Archive
Delphi bytecode compiler
This is a pet project I have been playing with on/off for a couple of years now. Since I’m very busy with Smart Mobile Studio these days I havent really had time to write much about this in a while. Well, today I needed a break for JavaScript – and what is more fun than relaxing with a cup of coco and bytecodes?
The LDEF bytecode standard
Do you remember Quartex Pascal? It was an alternative pascal compiler I wrote a couple of years back. The plan was initially to get Smart Mobile Studio into that codebase, and essentially kill 3 birds with one stone. I already have parsers for various languages that I have written: Visual Basic .NET, Typescript, C# and C++. Adding support for Smart Pascal to that library of parsers would naturally give us a huge advantage.

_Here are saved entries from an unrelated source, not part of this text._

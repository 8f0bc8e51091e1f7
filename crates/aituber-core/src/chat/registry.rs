//! Bounded registry of live conversations.
//!
//! Each conversation sits behind its own `tokio::sync::Mutex` so that
//! mutations of one context never block another. The map itself is a
//! `DashMap`; shard guards are released before any handle is returned.
//!
//! Capacity is enforced by evicting the least recently accessed entry, and
//! entries idle longer than the TTL are treated as deleted.

use std::sync::Arc;
use std::time::{Duration, Instant};

use dashmap::DashMap;
use dashmap::mapref::entry::Entry;
use tokio::sync::Mutex;
use tracing::debug;

use aituber_types::chat::ConversationContext;
use aituber_types::config::ConversationConfig;

/// Shared handle to one live conversation.
pub type ConversationHandle = Arc<Mutex<ConversationContext>>;

struct ConversationSlot {
    context: ConversationHandle,
    last_access: Instant,
}

impl ConversationSlot {
    fn new(context: ConversationContext) -> Self {
        Self {
            context: Arc::new(Mutex::new(context)),
            last_access: Instant::now(),
        }
    }

    fn is_expired(&self, ttl: Option<Duration>) -> bool {
        ttl.is_some_and(|ttl| self.last_access.elapsed() > ttl)
    }
}

/// Concurrent map of conversation id to context. Cloning shares the map.
#[derive(Clone)]
pub struct ConversationRegistry {
    slots: Arc<DashMap<String, ConversationSlot>>,
    max_conversations: usize,
    idle_ttl: Option<Duration>,
}

impl ConversationRegistry {
    /// `idle_ttl = None` disables expiry. A capacity of 0 is treated as 1.
    pub fn new(max_conversations: usize, idle_ttl: Option<Duration>) -> Self {
        Self {
            slots: Arc::new(DashMap::new()),
            max_conversations: max_conversations.max(1),
            idle_ttl,
        }
    }

    pub fn from_config(config: &ConversationConfig) -> Self {
        let ttl = (config.idle_ttl_secs > 0).then(|| Duration::from_secs(config.idle_ttl_secs));
        Self::new(config.max_conversations, ttl)
    }

    /// Look up a live conversation and refresh its access time.
    pub fn get(&self, conversation_id: &str) -> Option<ConversationHandle> {
        {
            let mut slot = self.slots.get_mut(conversation_id)?;
            if !slot.is_expired(self.idle_ttl) {
                slot.last_access = Instant::now();
                return Some(slot.context.clone());
            }
        }

        let ttl = self.idle_ttl;
        self.slots.remove_if(conversation_id, |_, slot| slot.is_expired(ttl));
        debug!(conversation_id = %conversation_id, "Conversation expired");
        None
    }

    /// Return the live conversation for `conversation_id`, or register a new
    /// one. Without an id, or with a blank one, a fresh id is generated.
    ///
    /// The returned flag is `true` when a new context was created.
    pub fn get_or_create(
        &self,
        character_id: &str,
        user_id: &str,
        conversation_id: Option<&str>,
    ) -> (ConversationHandle, bool) {
        let conversation_id = conversation_id.filter(|id| !id.trim().is_empty());
        if let Some(existing) = conversation_id.and_then(|id| self.get(id)) {
            return (existing, false);
        }

        let context =
            ConversationContext::new(character_id, user_id, conversation_id.map(str::to_string));
        let id = context.conversation_id().to_string();

        let (handle, created) = match self.slots.entry(id.clone()) {
            // Lost a race with a concurrent creator: keep theirs unless it expired.
            Entry::Occupied(mut entry) => {
                if entry.get().is_expired(self.idle_ttl) {
                    entry.insert(ConversationSlot::new(context));
                    (entry.get().context.clone(), true)
                } else {
                    entry.get_mut().last_access = Instant::now();
                    (entry.get().context.clone(), false)
                }
            }
            Entry::Vacant(entry) => {
                let slot = entry.insert(ConversationSlot::new(context));
                (slot.context.clone(), true)
            }
        };

        if created {
            self.purge_expired();
            self.evict_over_capacity(&id);
        }
        (handle, created)
    }

    /// Remove a conversation. `false` when it was not live.
    pub fn remove(&self, conversation_id: &str) -> bool {
        self.slots.remove(conversation_id).is_some()
    }

    /// Number of registered conversations, including not-yet-purged expired ones.
    pub fn len(&self) -> usize {
        self.slots.len()
    }

    pub fn is_empty(&self) -> bool {
        self.slots.is_empty()
    }

    /// Drop every entry idle past the TTL. Returns how many were removed.
    pub fn purge_expired(&self) -> usize {
        let Some(ttl) = self.idle_ttl else {
            return 0;
        };
        let before = self.slots.len();
        self.slots.retain(|_, slot| !slot.is_expired(Some(ttl)));
        let removed = before.saturating_sub(self.slots.len());
        if removed > 0 {
            debug!(count = removed, "Expired conversations purged");
        }
        removed
    }

    fn evict_over_capacity(&self, keep: &str) {
        while self.slots.len() > self.max_conversations {
            let oldest = self
                .slots
                .iter()
                .filter(|entry| entry.key() != keep)
                .min_by_key(|entry| entry.value().last_access)
                .map(|entry| entry.key().clone());

            match oldest {
                Some(id) => {
                    self.slots.remove(&id);
                    debug!(conversation_id = %id, "Evicted least recently used conversation");
                }
                None => break,
            }
        }
    }
}

impl Default for ConversationRegistry {
    fn default() -> Self {
        Self::from_config(&ConversationConfig::default())
    }
}

#[cfg(test)]
mod tests {
    use super::*;

    #[tokio::test]
    async fn test_get_or_create_is_idempotent() {
        let registry = ConversationRegistry::default();
        let (first, created) = registry.get_or_create("hiyori", "u1", Some("conv-1"));
        assert!(created);
        let (second, created_again) = registry.get_or_create("other", "u2", Some("conv-1"));
        assert!(!created_again);
        assert!(Arc::ptr_eq(&first, &second));

        let ctx = second.lock().await;
        assert_eq!(ctx.character_id(), "hiyori");
        assert_eq!(ctx.user_id(), "u1");
    }

    #[tokio::test]
    async fn test_generated_ids_are_distinct() {
        let registry = ConversationRegistry::default();
        let (a, _) = registry.get_or_create("c", "u", None);
        let (b, _) = registry.get_or_create("c", "u", None);
        let a_id = a.lock().await.conversation_id().to_string();
        let b_id = b.lock().await.conversation_id().to_string();
        assert_ne!(a_id, b_id);
        assert!(registry.get(&a_id).is_some());
        assert_eq!(registry.len(), 2);
    }

    #[tokio::test]
    async fn test_blank_id_gets_a_generated_one() {
        let registry = ConversationRegistry::default();
        let (empty, created) = registry.get_or_create("c", "u", Some(""));
        assert!(created);
        let (spaces, _) = registry.get_or_create("c", "u", Some("   "));

        let empty_id = empty.lock().await.conversation_id().to_string();
        let spaces_id = spaces.lock().await.conversation_id().to_string();
        assert!(!empty_id.trim().is_empty());
        assert!(!spaces_id.trim().is_empty());
        assert_ne!(empty_id, spaces_id);
        assert!(registry.get("").is_none());
        assert_eq!(registry.len(), 2);
    }

    #[test]
    fn test_remove() {
        let registry = ConversationRegistry::default();
        registry.get_or_create("c", "u", Some("conv-1"));
        assert!(registry.remove("conv-1"));
        assert!(!registry.remove("conv-1"));
        assert!(registry.get("conv-1").is_none());
        assert!(registry.is_empty());
    }

    #[test]
    fn test_capacity_evicts_least_recently_used() {
        let registry = ConversationRegistry::new(2, None);
        registry.get_or_create("c", "u", Some("a"));
        std::thread::sleep(Duration::from_millis(2));
        registry.get_or_create("c", "u", Some("b"));
        std::thread::sleep(Duration::from_millis(2));
        assert!(registry.get("a").is_some());
        std::thread::sleep(Duration::from_millis(2));

        registry.get_or_create("c", "u", Some("c"));
        assert_eq!(registry.len(), 2);
        assert!(registry.get("a").is_some());
        assert!(registry.get("b").is_none());
        assert!(registry.get("c").is_some());
    }

    #[test]
    fn test_idle_conversations_expire() {
        let registry = ConversationRegistry::new(10, Some(Duration::from_millis(20)));
        registry.get_or_create("c", "u", Some("idle"));
        std::thread::sleep(Duration::from_millis(40));

        assert!(registry.get("idle").is_none());
        assert_eq!(registry.len(), 0);

        let (_, created) = registry.get_or_create("c", "u", Some("idle"));
        assert!(created);
    }

    #[test]
    fn test_zero_ttl_config_disables_expiry() {
        let config = ConversationConfig {
            idle_ttl_secs: 0,
            ..Default::default()
        };
        let registry = ConversationRegistry::from_config(&config);
        registry.get_or_create("c", "u", Some("keep"));
        assert_eq!(registry.purge_expired(), 0);
        assert!(registry.get("keep").is_some());
    }
}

In essence you would just pick what language you wanted to write your Smart apps in, then use the same classes and RTL across the board. You could also mix and match, perhaps write some in typescript (which is handy when you face a class that is difficult to “pascalify” via the import tool).

LDEF test environment
But parsing code and building an AST (abstract symbol tree, this is a hierarchy of objects the parser builds from your source-code. Basically your program in object form) is only half the job. People often start coding languages and script engines without really thinking it through (I have done that myself a few times. It’s a great way to learn the ropes, but you waste a lot of time), after a while they give up because it dawns on them that the hard part is still ahead: namely to generate executable code or at least run the code straight off the AST. There is a reason components like dwScript have taken years to polish and perfect (same can be said of PAX script which is probably one of the most powerful engines available to Delphi developers).
The idea behind Quartex Pascal was naturally that you could have more than one language, but they would all build the same AST and all of them emit the same bytecode. Not exactly a novel idea, this is how most scripting engines work – and also what Java and .Net have been doing since day one.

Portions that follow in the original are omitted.